Microglia and proinflammatory cytokines may also have neurotoxic effects⁵⁷ and chronic activation of TLR4 by drugs of abuse may have effects on the brain that contributes to drug-induced neuropathologies. Brains of human stimulant users show increased activated microglia⁶, potentially contributing to decreased numbers of dopamine neurons and cortical deficits observed in chronic psychostimulant users^58,59. IL-1β, in particular, contributes to dopamine cell death following TLR4 stimulation with LPS⁴⁵, and dopamine neurons may be particularly susceptible to microglial-mediated neurotoxicity⁵⁷. Blockade of proinflammatory signaling through IL1ra administration or TLR4 antagonism has protective effects^45,60. Additionally, microglia form positive feedback loops⁶¹; when repeatedly activated, microglia can become primed⁶², so that with subsequent stimulation the proinflammatory response becomes stronger. While the initial proinflammatory central immune signaling paired with actions on neuronal targets might be sufficient to produce increased dopamine signaling associated with reward and reinforcement, repeated exposure to cocaine might begin to prime microglia. Augmentation of proinflammatory responding with each subsequent drug exposure might lead to disruptions in astrocyte modulation of synaptic excitability, driving neuroplasticity, leading to the development of addiction, and eventually triggering neurotoxic levels of proinflammatory and glutamatergic signaling.

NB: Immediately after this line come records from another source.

//! Transaction log records

use chrono::{DateTime, Utc};
use serde::{Deserialize, Serialize};
use std::fmt;

use crate::{ContentId, UserId};

#[derive(Debug, Clone, Copy, PartialEq, Eq, Hash, Serialize, Deserialize)]
#[serde(rename_all = "snake_case")]
pub enum TransactionKind {
    ContentPurchaseDebit,
    RewardCredit,
    SubscriptionCredit,
    SubscriptionCancel,
    ChatDebit,
    ChatRefund,
    AdminGrant,
    TopUp,
    WithdrawalMarker,
}

impl fmt::Display for TransactionKind {
    fn fmt(&self, f: &mut fmt::Formatter<'_>) -> fmt::Result {
        let name = match self {
            TransactionKind::ContentPurchaseDebit => "content_purchase_debit",
            TransactionKind::RewardCredit => "reward_credit",
            TransactionKind::SubscriptionCredit => "subscription_credit",
            TransactionKind::SubscriptionCancel => "subscription_cancel",
            TransactionKind::ChatDebit => "chat_debit",
            TransactionKind::ChatRefund => "chat_refund",
            TransactionKind::AdminGrant => "admin_grant",
            TransactionKind::TopUp => "top_up",
            TransactionKind::WithdrawalMarker => "withdrawal_marker",
        };
        f.write_str(name)
    }
}

/// Immutable entry in a user's transaction log.
///
/// `amount` is signed: credits are positive, debits negative, and audit
/// markers (cancellations, withdrawal requests) carry zero.
#[derive(Debug, Clone, PartialEq, Eq, Serialize, Deserialize)]
pub struct TransactionRecord {
    pub id: String,
    pub account_id: UserId,
    pub kind: TransactionKind,
    pub amount: i64,
    pub description: String,
    pub timestamp: DateTime<Utc>,
}

impl TransactionRecord {
    pub fn new(
        account_id: impl Into<UserId>,
        kind: TransactionKind,
        amount: i64,
        description: impl Into<String>,
        timestamp: DateTime<Utc>,
    ) -> Self {
        Self {
            id: uuid::Uuid::new_v4().to_string(),
            account_id: account_id.into(),
            kind,
            amount,
            description: description.into(),
            timestamp,
        }
    }

    pub fn credit(
        account_id: impl Into<UserId>,
        kind: TransactionKind,
        amount: u64,
        description: impl Into<String>,
        timestamp: DateTime<Utc>,
    ) -> Self {
        Self::new(account_id, kind, signed(amount), description, timestamp)
    }

    pub fn debit(
        account_id: impl Into<UserId>,
        kind: TransactionKind,
        amount: u64,
        description: impl Into<String>,
        timestamp: DateTime<Utc>,
    ) -> Self {
        Self::new(account_id, kind, -signed(amount), description, timestamp)
    }

    pub fn marker(
        account_id: impl Into<UserId>,
        kind: TransactionKind,
        description: impl Into<String>,
        timestamp: DateTime<Utc>,
    ) -> Self {
        Self::new(account_id, kind, 0, description, timestamp)
    }
}

fn signed(amount: u64) -> i64 {
    i64::try_from(amount).unwrap_or(i64::MAX)
}

/// A content sale seen from the seller's side
#[derive(Debug, Clone, PartialEq, Eq, Serialize, Deserialize)]
pub struct CreatorTransactionRecord {
    pub id: String,
    pub creator_id: UserId,
    pub content_id: ContentId,
    pub content_title: String,
    pub buyer_id: UserId,
    /// Post-commission amount credited to the creator's earned balance
    pub amount_received: u64,
    pub list_price: u64,
    pub timestamp: DateTime<Utc>,
}
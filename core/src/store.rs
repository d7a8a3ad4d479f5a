//! Storage seam consumed by the engines
//!
//! Every mutating method is a single atomic conditional update: the
//! precondition is checked and the mutation applied under the same lock or
//! transaction. A rejected precondition leaves the store untouched.

use async_trait::async_trait;
use chrono::{DateTime, Duration, Utc};
use std::collections::HashSet;

use crate::{
    Account, ChatMessage, ContentId, ContentItem, CreatorTransactionRecord, StoreResult,
    SubscriptionRecord, TransactionRecord, UserId,
};

/// Everything a content purchase writes, committed as one unit.
#[derive(Debug, Clone)]
pub struct PurchaseCommit {
    pub buyer_id: UserId,
    pub creator_id: UserId,
    pub content_id: ContentId,
    pub price: u64,
    pub earnings: u64,
    pub buyer_record: TransactionRecord,
    pub sale_record: CreatorTransactionRecord,
}

/// A renewal grant guarded by the renewal date it was computed from.
#[derive(Debug, Clone)]
pub struct SubscriptionRenewal {
    pub user_id: UserId,
    pub expected_renews_on: DateTime<Utc>,
    pub next_renews_on: DateTime<Utc>,
    pub grant: TransactionRecord,
}

#[async_trait]
pub trait LedgerStore: Send + Sync {
    /// Create the account if missing; returns the stored account either way
    async fn open_account(&self, user: &str, now: DateTime<Utc>) -> StoreResult<Account>;

    async fn account(&self, user: &str) -> StoreResult<Option<Account>>;

    /// Add `amount` to the spendable balance and append `record`
    async fn apply_credit(
        &self,
        user: &str,
        amount: u64,
        record: TransactionRecord,
    ) -> StoreResult<Account>;

    /// Subtract `amount` only if the spendable balance covers it
    async fn apply_debit(
        &self,
        user: &str,
        amount: u64,
        record: TransactionRecord,
    ) -> StoreResult<Account>;

    /// Debit buyer, credit creator's earned balance, record both sides and
    /// insert the unlock. Fails with `AlreadyUnlocked` or `InsufficientFunds`
    /// without writing anything. Returns the buyer's account after commit.
    async fn commit_purchase(&self, commit: PurchaseCommit) -> StoreResult<Account>;

    async fn unlocked(&self, user: &str) -> StoreResult<HashSet<ContentId>>;

    async fn is_unlocked(&self, user: &str, content: &str) -> StoreResult<bool>;

    async fn put_content(&self, item: ContentItem) -> StoreResult<()>;

    async fn content(&self, id: &str) -> StoreResult<Option<ContentItem>>;

    async fn subscription(&self, user: &str) -> StoreResult<Option<SubscriptionRecord>>;

    /// Replace the user's subscription and credit the plan grant
    async fn apply_subscription(
        &self,
        user: &str,
        record: SubscriptionRecord,
        grant: TransactionRecord,
    ) -> StoreResult<Account>;

    /// Clear the subscription, appending `audit`. Returns the removed record,
    /// or `None` (and writes nothing) if there was none.
    async fn clear_subscription(
        &self,
        user: &str,
        audit: TransactionRecord,
    ) -> StoreResult<Option<SubscriptionRecord>>;

    /// Apply a renewal only if the stored `renews_on` still equals
    /// `expected_renews_on`. Returns whether the grant was applied.
    async fn renew_subscription(&self, renewal: SubscriptionRenewal) -> StoreResult<bool>;

    async fn due_subscriptions(
        &self,
        now: DateTime<Utc>,
    ) -> StoreResult<Vec<(UserId, SubscriptionRecord)>>;

    /// Stamp `last_withdrawal_at = now` if the cooldown has elapsed,
    /// otherwise fail with `CooldownActive` and write nothing.
    async fn stamp_withdrawal(
        &self,
        user: &str,
        now: DateTime<Utc>,
        cooldown: Duration,
        marker: TransactionRecord,
    ) -> StoreResult<Account>;

    /// Transaction log for one account, oldest first
    async fn transactions(&self, user: &str) -> StoreResult<Vec<TransactionRecord>>;

    /// Sales credited to one creator, oldest first
    async fn creator_transactions(
        &self,
        creator: &str,
    ) -> StoreResult<Vec<CreatorTransactionRecord>>;
}

#[async_trait]
pub trait MessageStore: Send + Sync {
    async fn insert_message(&self, message: ChatMessage) -> StoreResult<()>;

    /// Messages addressed to `receiver`, oldest first
    async fn messages_for(&self, receiver: &str) -> StoreResult<Vec<ChatMessage>>;
}

/// Cooldown check shared by store backends
pub fn withdrawal_ready_at(
    last_withdrawal_at: Option<DateTime<Utc>>,
    cooldown: Duration,
) -> Option<DateTime<Utc>> {
    last_withdrawal_at.map(|last| {
        last.checked_add_signed(cooldown)
            .unwrap_or(DateTime::<Utc>::MAX_UTC)
    })
}
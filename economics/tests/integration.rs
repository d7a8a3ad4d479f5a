use economics::*;

#[test]
fn test_example_sale_split() {
    // Item price 150 at 50% commission: creator nets 75
    let policy = EconomyPolicy::default();
    let split = split_sale(150, policy.commission_ppb());

    assert_eq!(split.creator_earnings, 75);
    assert_eq!(split.platform_fee, 75);
}

#[test]
fn test_example_chat_cost() {
    // 2500 characters at 50 credits per 1000 = ceil(2.5 * 50) = 125
    let text = "x".repeat(2_500);
    assert_eq!(PriceCalculator::chat_cost(&text, 50), 125);
}

#[test]
fn test_chat_cost_is_monotonic() {
    let rate = EconomyPolicy::default().chat_rate_per_1000_chars;
    let mut previous = 0;
    for len in 0..5_000u64 {
        let cost = PriceCalculator::chat_cost_for_len(len, rate);
        assert!(cost >= previous, "cost dropped at length {}", len);
        previous = cost;
    }
    assert_eq!(PriceCalculator::chat_cost_for_len(1_000, rate), rate);
}

#[test]
fn test_split_with_configured_commission() {
    let policy = EconomyPolicy::from_toml_str("commission = 0.15").unwrap();
    let split = split_sale(200, policy.commission_ppb());

    // 200 * 0.85 = 170
    assert_eq!(split.creator_earnings, 170);
    assert_eq!(split.platform_fee, 30);
}

#[test]
fn test_policy_handle_shared_between_readers() {
    let handle = PolicyHandle::default();
    let reader = handle.clone();

    let mut updated = handle.snapshot();
    updated.chat_rate_per_1000_chars = 80;
    handle.replace(updated).unwrap();

    assert_eq!(reader.snapshot().chat_rate_per_1000_chars, 80);
}

#[test]
fn test_guest_starting_pool_is_seeded() {
    assert_eq!(constants::GUEST_STARTING_CREDITS, 100);
}

#[test]
fn test_fractional_basis_point_commission_split() {
    let policy = EconomyPolicy::from_toml_str("commission = 0.333333").unwrap();
    let split = split_sale(1_000_000, policy.commission_ppb());

    assert_eq!(split.creator_earnings, 666_667);
    assert_eq!(split.platform_fee, 333_333);
}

It is becoming evident that abused drugs are proinflammatory and drug addiction should be conceptualized within the realm of neuroimmunopharmacology⁴⁰. The xenobiotic hypothesis of drug abuse incorporates these concepts and suggests that the rewarding, and possibly addictive, effects of abused drugs requires stimulation of both neuronal and glial cell functioning. The data presented here indicate that cocaine-induced activation of TLR4 triggers proinflammatory signaling that is required to produce cocaine-induced neurochemical and behavioral changes. Further, we demonstrate that TLR4 activation within the VTA is sufficient to increase NAc dopamine, indicating that TLR4 signaling potently influences mesolimbic dopamine activity. The role of glial cells, TLR4, and proinflammatory mediators in dopamine cell functioning and toxicity has overarching implications for numerous diseases affecting dopamine systems that could guide the development of pharmacotherapies aiming to treat these pathologies. Altogether, we provide compelling evidence that the xenobiotic hypothesis could encompass both the initial stages of drug use driven by rewarding effects of drugs, as well as the drug-induced changes in the brain associated with chronic use.